Write the data below out again, unchanged.
[[ The records, beginning ]]
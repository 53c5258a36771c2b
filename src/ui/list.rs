use crate::api::HttpClient;
use crate::app::App;
use crate::food::{Food, format_price};
use ratatui::{
    Frame,
    layout::{Alignment, Rect},
    style::{Color, Modifier, Style},
    text::{Line, Span},
    widgets::{Block, Borders, List, ListItem, ListState, Paragraph},
};
use unicode_width::{UnicodeWidthChar, UnicodeWidthStr};

pub fn render<C: HttpClient>(app: &App<C>, frame: &mut Frame, area: Rect) {
    let foods = app.dashboard.foods();

    // ── List ──
    let items: Vec<ListItem> = foods
        .iter()
        .map(|food| food_row(food, area.width as usize))
        .collect();

    let position = if foods.is_empty() {
        " 0 of 0 ".to_string()
    } else {
        format!(" {} of {} ", app.list_selected + 1, foods.len())
    };

    let list_widget = List::new(items)
        .block(
            Block::default()
                .borders(Borders::ALL)
                .border_style(Style::default().fg(Color::DarkGray))
                .title(format!(" Plates ({}) ", foods.len()))
                .title_bottom(Line::from(position).alignment(Alignment::Right)),
        )
        .highlight_style(
            Style::default()
                .bg(Color::DarkGray)
                .fg(Color::White)
                .add_modifier(Modifier::BOLD),
        )
        .highlight_symbol("▸ ");

    let mut list_state = ListState::default();
    if !foods.is_empty() {
        list_state.select(Some(app.list_selected));
    }
    frame.render_stateful_widget(list_widget, area, &mut list_state);
}

/// One list item: id, availability, name, description, price.
fn food_row(food: &Food, width: usize) -> ListItem<'static> {
    let (marker, marker_color) = if food.available {
        ("●", Color::Green)
    } else {
        ("○", Color::Red)
    };
    let price = format_price(&food.price);
    let name = truncate_str(&food.name, 24);
    // id(6) + marker(2) + name + gaps + price + borders/highlight
    let used = 6 + 2 + name.width() + 3 + price.width() + 6;
    let description = truncate_str(food.description.lines().next().unwrap_or(""), width.saturating_sub(used));

    ListItem::new(Line::from(vec![
        Span::styled(format!("{:>5} ", food.id), Style::default().fg(Color::DarkGray)),
        Span::styled(format!("{} ", marker), Style::default().fg(marker_color)),
        Span::styled(name, Style::default().add_modifier(Modifier::BOLD)),
        Span::styled(format!("  {}", description), Style::default().fg(Color::Gray)),
        Span::styled(format!("  {}", price), Style::default().fg(Color::Yellow)),
    ]))
}

pub fn render_status<C: HttpClient>(app: &App<C>, frame: &mut Frame, area: Rect) {
    let key_style = Style::default()
        .fg(Color::Cyan)
        .add_modifier(Modifier::BOLD);
    let status_style = if app.status.is_error() {
        Style::default().fg(Color::Red)
    } else {
        Style::default().fg(Color::DarkGray)
    };

    let status_line = Line::from(vec![
        Span::styled(" ↑↓", key_style),
        Span::raw(" Navigate  "),
        Span::styled("n", key_style),
        Span::raw(" New  "),
        Span::styled("e", key_style),
        Span::raw(" Edit  "),
        Span::styled("d", key_style),
        Span::raw(" Delete  "),
        Span::styled("?", key_style),
        Span::raw(" Help  "),
        Span::styled("q", key_style),
        Span::raw(" Quit  "),
        Span::styled(app.status.text().to_string(), status_style),
    ]);
    frame.render_widget(Paragraph::new(status_line), area);
}

/// Truncate a string to `max_width` display columns, adding "…" if truncated.
pub fn truncate_str(s: &str, max_width: usize) -> String {
    if s.width() <= max_width {
        return s.to_string();
    }
    let mut result = String::new();
    let mut used = 0;
    for c in s.chars() {
        let w = c.width().unwrap_or(0);
        if used + w + 1 > max_width {
            break;
        }
        used += w;
        result.push(c);
    }
    result.push('…');
    result
}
[[ The records, end ]]
**Answer to this problem:**
repository 53c5258a36771c2b
filename src/ui/list.rs
use crate::api::HttpClient;
use crate::app::App;
use crate::food::{Food, format_price};
use ratatui::{
    Frame,
    layout::{Alignment, Rect},
    style::{Color, Modifier, Style},
    text::{Line, Span},
    widgets::{Block, Borders, List, ListItem, ListState, Paragraph},
};
use unicode_width::{UnicodeWidthChar, UnicodeWidthStr};

pub fn render<C: HttpClient>(app: &App<C>, frame: &mut Frame, area: Rect) {
    let foods = app.dashboard.foods();

    // ── List ──
    let items: Vec<ListItem> = foods
        .iter()
        .map(|food| food_row(food, area.width as usize))
        .collect();

    let position = if foods.is_empty() {
        " 0 of 0 ".to_string()
    } else {
        format!(" {} of {} ", app.list_selected + 1, foods.len())
    };

    let list_widget = List::new(items)
        .block(
            Block::default()
                .borders(Borders::ALL)
                .border_style(Style::default().fg(Color::DarkGray))
                .title(format!(" Plates ({}) ", foods.len()))
                .title_bottom(Line::from(position).alignment(Alignment::Right)),
        )
        .highlight_style(
            Style::default()
                .bg(Color::DarkGray)
                .fg(Color::White)
                .add_modifier(Modifier::BOLD),
        )
        .highlight_symbol("▸ ");

    let mut list_state = ListState::default();
    if !foods.is_empty() {
        list_state.select(Some(app.list_selected));
    }
    frame.render_stateful_widget(list_widget, area, &mut list_state);
}

/// One list item: id, availability, name, description, price.
fn food_row(food: &Food, width: usize) -> ListItem<'static> {
    let (marker, marker_color) = if food.available {
        ("●", Color::Green)
    } else {
        ("○", Color::Red)
    };
    let price = format_price(&food.price);
    let name = truncate_str(&food.name, 24);
    // id(6) + marker(2) + name + gaps + price + borders/highlight
    let used = 6 + 2 + name.width() + 3 + price.width() + 6;
    let description = truncate_str(food.description.lines().next().unwrap_or(""), width.saturating_sub(used));

    ListItem::new(Line::from(vec![
        Span::styled(format!("{:>5} ", food.id), Style::default().fg(Color::DarkGray)),
        Span::styled(format!("{} ", marker), Style::default().fg(marker_color)),
        Span::styled(name, Style::default().add_modifier(Modifier::BOLD)),
        Span::styled(format!("  {}", description), Style::default().fg(Color::Gray)),
        Span::styled(format!("  {}", price), Style::default().fg(Color::Yellow)),
    ]))
}

pub fn render_status<C: HttpClient>(app: &App<C>, frame: &mut Frame, area: Rect) {
    let key_style = Style::default()
        .fg(Color::Cyan)
        .add_modifier(Modifier::BOLD);
    let status_style = if app.status.is_error() {
        Style::default().fg(Color::Red)
    } else {
        Style::default().fg(Color::DarkGray)
    };

    let status_line = Line::from(vec![
        Span::styled(" ↑↓", key_style),
        Span::raw(" Navigate  "),
        Span::styled("n", key_style),
        Span::raw(" New  "),
        Span::styled("e", key_style),
        Span::raw(" Edit  "),
        Span::styled("d", key_style),
        Span::raw(" Delete  "),
        Span::styled("?", key_style),
        Span::raw(" Help  "),
        Span::styled("q", key_style),
        Span::raw(" Quit  "),
        Span::styled(app.status.text().to_string(), status_style),
    ]);
    frame.render_widget(Paragraph::new(status_line), area);
}

/// Truncate a string to `max_width` display columns, adding "…" if truncated.
pub fn truncate_str(s: &str, max_width: usize) -> String {
    if s.width() <= max_width {
        return s.to_string();
    }
    let mut result = String::new();
    let mut used = 0;
    for c in s.chars() {
        let w = c.width().unwrap_or(0);
        if used + w + 1 > max_width {
            break;
        }
        used += w;
        result.push(c);
    }
    result.push('…');
    result
}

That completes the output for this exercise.